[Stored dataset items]
>>

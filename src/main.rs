//! Composite-Method Calculation Command-Line Interface
//!
//! Builds the method registry, resolves the requested method identifier and
//! runs it on the geometry from the YAML configuration.

use clap::Parser;
use color_eyre::eyre::{eyre, Result, WrapErr};
use nalgebra::Vector3;
use periodic_table_on_an_enum::Element;
use std::fs;
use tracing::info;

use composite_methods::config::{Args, Config, OptimizationParams};
use composite_methods::io::{print_final_geometry, setup_output};
use composite_methods::methods::model::make_lennard_jones;
use composite_methods::registry::{build_registry, MethodRegistry};
use composite_methods::system::{Atom, System, Wavefunction};

fn main() -> Result<()> {
    color_eyre::install()?;

    let args = Args::parse();
    setup_output(args.output.as_ref());

    let mut registry = build_registry().wrap_err("Failed to build the method registry")?;
    // The model leaf method is a host-side extra, not part of the supermodule.
    registry
        .insert("LennardJones", make_lennard_jones)
        .wrap_err("Failed to register the model method")?;

    if args.list_methods {
        info!("Registered methods:");
        for identifier in registry.identifiers() {
            info!("  {}", identifier);
        }
        return Ok(());
    }

    info!("Reading configuration from: {}", args.config_file);
    let config_content = fs::read_to_string(&args.config_file)
        .wrap_err_with(|| format!("Unable to read configuration file: {}", args.config_file))?;
    let mut config: Config = serde_yml::from_str::<Config>(&config_content)
        .wrap_err("Failed to parse configuration file")?
        .with_defaults();

    apply_optimization_overrides(&mut config, &args);

    let system = prepare_geometry(&config)?;
    let wfn = Wavefunction::from_system(system);

    let identifier = args
        .method
        .clone()
        .or_else(|| config.method.clone())
        .ok_or_else(|| eyre!("No method requested: set `method` in the config or pass --method"))?;

    run_method(&registry, &identifier, &config, &wfn, &args)
}

/// Command-line optimization overrides take precedence over the config file.
fn apply_optimization_overrides(config: &mut Config, args: &Args) {
    if args.opt_max_iterations.is_none()
        && args.opt_convergence.is_none()
        && args.opt_step_size.is_none()
    {
        return;
    }
    let params = config
        .optimization
        .get_or_insert_with(OptimizationParams::default);
    if let Some(max_iterations) = args.opt_max_iterations {
        info!("Overriding optimization max_iterations with: {}", max_iterations);
        params.max_iterations = Some(max_iterations);
    }
    if let Some(convergence) = args.opt_convergence {
        info!("Overriding optimization convergence with: {:.6e}", convergence);
        params.convergence_threshold = Some(convergence);
    }
    if let Some(step_size) = args.opt_step_size {
        info!("Overriding optimization step_size with: {:.4}", step_size);
        params.step_size = Some(step_size);
    }
}

/// Build the molecular system from the configuration geometry.
fn prepare_geometry(config: &Config) -> Result<System> {
    info!("Preparing geometry...");
    let mut atoms = Vec::new();

    for atom_config in &config.geometry {
        let element = Element::from_symbol(&atom_config.element)
            .ok_or_else(|| eyre!("Invalid element symbol: {}", atom_config.element))?;
        let position = Vector3::new(
            atom_config.coords[0],
            atom_config.coords[1],
            atom_config.coords[2],
        );
        let atom = match (atom_config.charge, atom_config.ghost.unwrap_or(false)) {
            (Some(charge), _) => Atom::point_charge(element, position, charge),
            (None, true) => Atom::ghost(element, position),
            (None, false) => Atom::new(element, position),
        };
        atoms.push(atom);
    }

    if atoms.is_empty() {
        return Err(eyre!("Configuration contains no atoms"));
    }
    info!("  {} atoms", atoms.len());
    Ok(System::new(atoms))
}

fn run_method(
    registry: &MethodRegistry,
    identifier: &str,
    config: &Config,
    wfn: &Wavefunction,
    args: &Args,
) -> Result<()> {
    info!("Running method: {} (derivative order {})", identifier, args.order);

    let mut method = registry
        .create(identifier)
        .wrap_err_with(|| format!("Cannot create method {}", identifier))?;
    method
        .configure(config)
        .wrap_err_with(|| format!("Invalid configuration for {}", identifier))?;

    let result = method
        .deriv(args.order, wfn, registry)
        .wrap_err_with(|| format!("{} calculation failed", identifier))?;

    let final_system = result.wfn.system.as_deref();
    match args.order {
        0 => {
            info!("Total energy: {:.10} au", result.energy());
            if let Some(system) = final_system {
                info!("Final geometry:");
                for (i, atom) in system.atoms.iter().enumerate() {
                    info!(
                        "  Atom {}: {} at [{:.6}, {:.6}, {:.6}]",
                        i + 1,
                        atom.element.get_symbol(),
                        atom.position.x,
                        atom.position.y,
                        atom.position.z
                    );
                }
            }
        }
        1 => {
            info!("Gradient (au):");
            for (i, g) in result.values.chunks_exact(3).enumerate() {
                info!("  Atom {}: [{:.8}, {:.8}, {:.8}]", i + 1, g[0], g[1], g[2]);
            }
        }
        order => info!("Derivative order {}: {} values computed", order, result.values.len()),
    }

    if args.order == 0 {
        if let (Some(output_file), Some(system)) = (args.output.as_ref(), final_system) {
            let mut file = fs::File::create(output_file)?;
            print_final_geometry(&mut file, system, result.energy())?;
        }
    }

    Ok(())
}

<<

◆ What you have to do ◆
Could you write out the full data verbatim?

◆ Task response ◆
filename src/main.rs
//! Composite-Method Calculation Command-Line Interface
//!
//! Builds the method registry, resolves the requested method identifier and
//! runs it on the geometry from the YAML configuration.

use clap::Parser;
use color_eyre::eyre::{eyre, Result, WrapErr};
use nalgebra::Vector3;
use periodic_table_on_an_enum::Element;
use std::fs;
use tracing::info;

use composite_methods::config::{Args, Config, OptimizationParams};
use composite_methods::io::{print_final_geometry, setup_output};
use composite_methods::methods::model::make_lennard_jones;
use composite_methods::registry::{build_registry, MethodRegistry};
use composite_methods::system::{Atom, System, Wavefunction};

fn main() -> Result<()> {
    color_eyre::install()?;

    let args = Args::parse();
    setup_output(args.output.as_ref());

    let mut registry = build_registry().wrap_err("Failed to build the method registry")?;
    // The model leaf method is a host-side extra, not part of the supermodule.
    registry
        .insert("LennardJones", make_lennard_jones)
        .wrap_err("Failed to register the model method")?;

    if args.list_methods {
        info!("Registered methods:");
        for identifier in registry.identifiers() {
            info!("  {}", identifier);
        }
        return Ok(());
    }

    info!("Reading configuration from: {}", args.config_file);
    let config_content = fs::read_to_string(&args.config_file)
        .wrap_err_with(|| format!("Unable to read configuration file: {}", args.config_file))?;
    let mut config: Config = serde_yml::from_str::<Config>(&config_content)
        .wrap_err("Failed to parse configuration file")?
        .with_defaults();

    apply_optimization_overrides(&mut config, &args);

    let system = prepare_geometry(&config)?;
    let wfn = Wavefunction::from_system(system);

    let identifier = args
        .method
        .clone()
        .or_else(|| config.method.clone())
        .ok_or_else(|| eyre!("No method requested: set `method` in the config or pass --method"))?;

    run_method(&registry, &identifier, &config, &wfn, &args)
}

/// Command-line optimization overrides take precedence over the config file.
fn apply_optimization_overrides(config: &mut Config, args: &Args) {
    if args.opt_max_iterations.is_none()
        && args.opt_convergence.is_none()
        && args.opt_step_size.is_none()
    {
        return;
    }
    let params = config
        .optimization
        .get_or_insert_with(OptimizationParams::default);
    if let Some(max_iterations) = args.opt_max_iterations {
        info!("Overriding optimization max_iterations with: {}", max_iterations);
        params.max_iterations = Some(max_iterations);
    }
    if let Some(convergence) = args.opt_convergence {
        info!("Overriding optimization convergence with: {:.6e}", convergence);
        params.convergence_threshold = Some(convergence);
    }
    if let Some(step_size) = args.opt_step_size {
        info!("Overriding optimization step_size with: {:.4}", step_size);
        params.step_size = Some(step_size);
    }
}

/// Build the molecular system from the configuration geometry.
fn prepare_geometry(config: &Config) -> Result<System> {
    info!("Preparing geometry...");
    let mut atoms = Vec::new();

    for atom_config in &config.geometry {
        let element = Element::from_symbol(&atom_config.element)
            .ok_or_else(|| eyre!("Invalid element symbol: {}", atom_config.element))?;
        let position = Vector3::new(
            atom_config.coords[0],
            atom_config.coords[1],
            atom_config.coords[2],
        );
        let atom = match (atom_config.charge, atom_config.ghost.unwrap_or(false)) {
            (Some(charge), _) => Atom::point_charge(element, position, charge),
            (None, true) => Atom::ghost(element, position),
            (None, false) => Atom::new(element, position),
        };
        atoms.push(atom);
    }

    if atoms.is_empty() {
        return Err(eyre!("Configuration contains no atoms"));
    }
    info!("  {} atoms", atoms.len());
    Ok(System::new(atoms))
}

fn run_method(
    registry: &MethodRegistry,
    identifier: &str,
    config: &Config,
    wfn: &Wavefunction,
    args: &Args,
) -> Result<()> {
    info!("Running method: {} (derivative order {})", identifier, args.order);

    let mut method = registry
        .create(identifier)
        .wrap_err_with(|| format!("Cannot create method {}", identifier))?;
    method
        .configure(config)
        .wrap_err_with(|| format!("Invalid configuration for {}", identifier))?;

    let result = method
        .deriv(args.order, wfn, registry)
        .wrap_err_with(|| format!("{} calculation failed", identifier))?;

    let final_system = result.wfn.system.as_deref();
    match args.order {
        0 => {
            info!("Total energy: {:.10} au", result.energy());
            if let Some(system) = final_system {
                info!("Final geometry:");
                for (i, atom) in system.atoms.iter().enumerate() {
                    info!(
                        "  Atom {}: {} at [{:.6}, {:.6}, {:.6}]",
                        i + 1,
                        atom.element.get_symbol(),
                        atom.position.x,
                        atom.position.y,
                        atom.position.z
                    );
                }
            }
        }
        1 => {
            info!("Gradient (au):");
            for (i, g) in result.values.chunks_exact(3).enumerate() {
                info!("  Atom {}: [{:.8}, {:.8}, {:.8}]", i + 1, g[0], g[1], g[2]);
            }
        }
        order => info!("Derivative order {}: {} values computed", order, result.values.len()),
    }

    if args.order == 0 {
        if let (Some(output_file), Some(system)) = (args.output.as_ref(), final_system) {
            let mut file = fs::File::create(output_file)?;
            print_final_geometry(&mut file, system, result.energy())?;
        }
    }

    Ok(())
}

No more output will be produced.